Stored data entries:
§ §

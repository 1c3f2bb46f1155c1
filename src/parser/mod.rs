//! Front end of the compiler
//!
//! This module transforms source text into an Abstract Syntax Tree (AST):
//! - [`lexer`]: Tokenization (source text → tokens)
//! - [`parser`]: Parsing (tokens → AST + diagnostics)
//! - [`ast`]: AST node definitions
//! - [`printer`]: indented tree rendering of a parsed program
//!
//! # Language
//!
//! - Statements: `var`, assignment, `print(...)`, `if`/`else`, `extern`,
//!   `func`, `return`, nested `{ }` blocks and bare expressions
//! - Expressions: integers, strings, identifiers, `+ - * /`, `== !=`,
//!   calls and anonymous `func(...) { ... }` literals
//! - Semicolons are optional
//!
//! # Parser Implementation
//!
//! Hand-written recursive descent for statements with precedence climbing for
//! expressions. No external parser generator dependencies.

pub mod ast;
mod expressions;
pub mod lexer;
pub mod parser;
pub mod printer;
mod statements;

§ §

Please print exactly the lines of the entries above, beginning with the line that contains "AST + diagnostics)" and ending with the last line.

▸ **Task solution**
//! - [`parser`]: Parsing (tokens → AST + diagnostics)
//! - [`ast`]: AST node definitions
//! - [`printer`]: indented tree rendering of a parsed program
//!
//! # Language
//!
//! - Statements: `var`, assignment, `print(...)`, `if`/`else`, `extern`,
//!   `func`, `return`, nested `{ }` blocks and bare expressions
//! - Expressions: integers, strings, identifiers, `+ - * /`, `== !=`,
//!   calls and anonymous `func(...) { ... }` literals
//! - Semicolons are optional
//!
//! # Parser Implementation
//!
//! Hand-written recursive descent for statements with precedence climbing for
//! expressions. No external parser generator dependencies.

pub mod ast;
mod expressions;
pub mod lexer;
pub mod parser;
pub mod printer;
mod statements;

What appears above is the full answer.